附录A动态可靠性和安全性评价人为因素技术系统：一个现代科学扎根人类的起源P. Carlo Cacciabue收稿日期：2010年1月7日/接受日期：2010年2月27日施普林格出版社有限公司于2010年在伦敦摘要:本文讨论的要求是人机实际执行互动模式。

前瞻性的回顾分析了设计和安全评估。

对Hollnagel理论能够运用“联合认知”制度全面和详进行分析,鉴定出人为因素的根本原因和潜在的复杂评价中偶然的情况.然而，死板的应用这些做法有时是过于武断,或根本不可能改善缺乏数据的缺点或构建复杂性建模架构.本文介绍了两个可行的方法，整体安全性分析是对整个工厂进行控制.另一种方法是，当明确任务和具体行为需要进行研究，提出的方法Hollnagel被认为是最先进和可以应用种最准确的工具.关键词：人类认知；可靠性建模；安全评估；根本原因分析1 介绍15年前，在1994年，我对埃里克Hollnagel在我的博士学位论文等这些方面的帮助表示感激。

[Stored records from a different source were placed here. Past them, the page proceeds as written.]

use axum::Router;
use axum::routing::{delete, get, post};
use std::time::Duration;
use tower_http::timeout::TimeoutLayer;
use tower_http::trace::TraceLayer;

use crate::state::AppState;

pub mod admin;
pub mod events;
pub mod health;

/// Handlers that outlive this are cut off with 408.
const REQUEST_TIMEOUT: Duration = Duration::from_secs(30);

/// Routes under `/api`.
pub fn routes() -> Router<AppState> {
    Router::new()
        .route("/events/initiated", post(events::send_initiated))
        .route("/events/{send_id}/succeeded", post(events::send_succeeded))
        .route("/events/failed", post(events::send_failed))
        .route("/logs", get(admin::list_logs).delete(admin::clear_logs))
        .route(
            "/settings/webhook",
            get(admin::get_webhook).put(admin::save_webhook),
        )
        .route("/test/email", post(admin::send_test_email))
        .route("/test/alert", post(admin::send_test_alert))
}

/// The full application: health probes plus `/api`, with tracing and a request timeout.
pub fn router(state: AppState) -> Router {
    Router::new()
        .route("/health", get(health::health_handler))
        .route("/ready", get(health::ready_handler))
        .nest("/api", routes())
        .layer(TraceLayer::new_for_http())
        .layer(TimeoutLayer::new(REQUEST_TIMEOUT))
        .with_state(state)
}

#[cfg(test)]
pub(crate) mod test_support {
    use axum::body::Body;
    use axum::http::{Request, Response};
    use domain_mail_alerts::{
        DispatchOutcome, FailureAlert, FailureNotifier, InMemoryMailLogRepository,
        InMemorySettingsStore, MailAlertResult, MailTransport, OutgoingMail, SendFailure,
        SendReceipt,
    };
    use http_body_util::BodyExt;
    use sea_orm::{DatabaseBackend, MockDatabase};
    use std::sync::Arc;
    use std::sync::atomic::{AtomicUsize, Ordering};

    use crate::state::AppState;

    /// Counts alerts and reports a fixed outcome.
    #[derive(Default)]
    pub struct RecordingNotifier {
        pub calls: AtomicUsize,
        pub fail: bool,
        pub configured: bool,
    }

    #[async_trait::async_trait]
    impl FailureNotifier for RecordingNotifier {
        async fn notify_failure(&self, _alert: &FailureAlert) -> MailAlertResult<DispatchOutcome> {
            self.calls.fetch_add(1, Ordering::SeqCst);
            if !self.configured {
                Ok(DispatchOutcome::Skipped)
            } else if self.fail {
                Err(domain_mail_alerts::MailAlertError::Dispatch(
                    "Webhook responded with 500".to_string(),
                ))
            } else {
                Ok(DispatchOutcome::Delivered)
            }
        }
    }

    /// Transport that accepts everything, or refuses everything.
    pub struct StubMailer {
        pub refuse: bool,
    }

    #[async_trait::async_trait]
    impl MailTransport for StubMailer {
        async fn send(&self, _mail: &OutgoingMail) -> Result<SendReceipt, SendFailure> {
            if self.refuse {
                Err(SendFailure::new("Connection refused"))
            } else {
                Ok(SendReceipt::default())
            }
        }
    }

    pub struct TestApp {
        pub state: AppState,
        pub repository: Arc<InMemoryMailLogRepository>,
        pub settings: Arc<InMemorySettingsStore>,
        pub notifier: Arc<RecordingNotifier>,
    }

    impl TestApp {
        pub fn new(notifier: RecordingNotifier, mailer: StubMailer) -> Self {
            let repository = Arc::new(InMemoryMailLogRepository::new());
            let settings = Arc::new(InMemorySettingsStore::new());
            let notifier = Arc::new(notifier);
            let db = MockDatabase::new(DatabaseBackend::Postgres).into_connection();

            let state = AppState::from_parts(
                db,
                repository.clone(),
                settings.clone(),
                notifier.clone(),
                mailer,
            );

            Self {
                state,
                repository,
                settings,
                notifier,
            }
        }

        pub fn router(&self) -> axum::Router {
            super::router(self.state.clone())
        }

        pub fn alerts(&self) -> usize {
            self.notifier.calls.load(Ordering::SeqCst)
        }
    }

    impl Default for TestApp {
        fn default() -> Self {
            Self::new(RecordingNotifier::default(), StubMailer { refuse: false })
        }
    }

    pub fn json_request(method: &str, uri: &str, body: serde_json::Value) -> Request<Body> {
        Request::builder()
            .method(method)
            .uri(uri)
            .header("content-type", "application/json")
            .body(Body::from(body.to_string()))
            .unwrap()
    }

    pub fn empty_request(method: &str, uri: &str) -> Request<Body> {
        Request::builder()
            .method(method)
            .uri(uri)
            .body(Body::empty())
            .unwrap()
    }

    pub async fn json_body(response: Response<Body>) -> serde_json::Value {
        let bytes = response.into_body().collect().await.unwrap().to_bytes();
        serde_json::from_slice(&bytes).unwrap()
    }
}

当然埃里克Hollnagel已成为了我的导师并帮我解除了、试图将机器正规化的权威心理的影响。

我一开始就很尊重博士Hollnagel，很多年前，当我遇到他，他拯救了我,从一些同事之中保护了我将要被他们毁灭的最初想法，这种想法是试图寻找和谐科学和心理学的之间的基础，这是我研究活动的最后25年的方向.感谢埃里克！我永远不会忘记你，在世界许多角落陪伴着我，并通过头脑帮助我。

（Cacciabue 1994年）。

在那些日子里,需要建立必要的，明确的和无误的模式在人类管理的系统中,这导致许多研究人员严厉批评,它没有和解的可能性，所有的方法和在人类的贡献，旨在简化技术对系统的控制和事故.第一，集中在行为上，即实际的行动表现。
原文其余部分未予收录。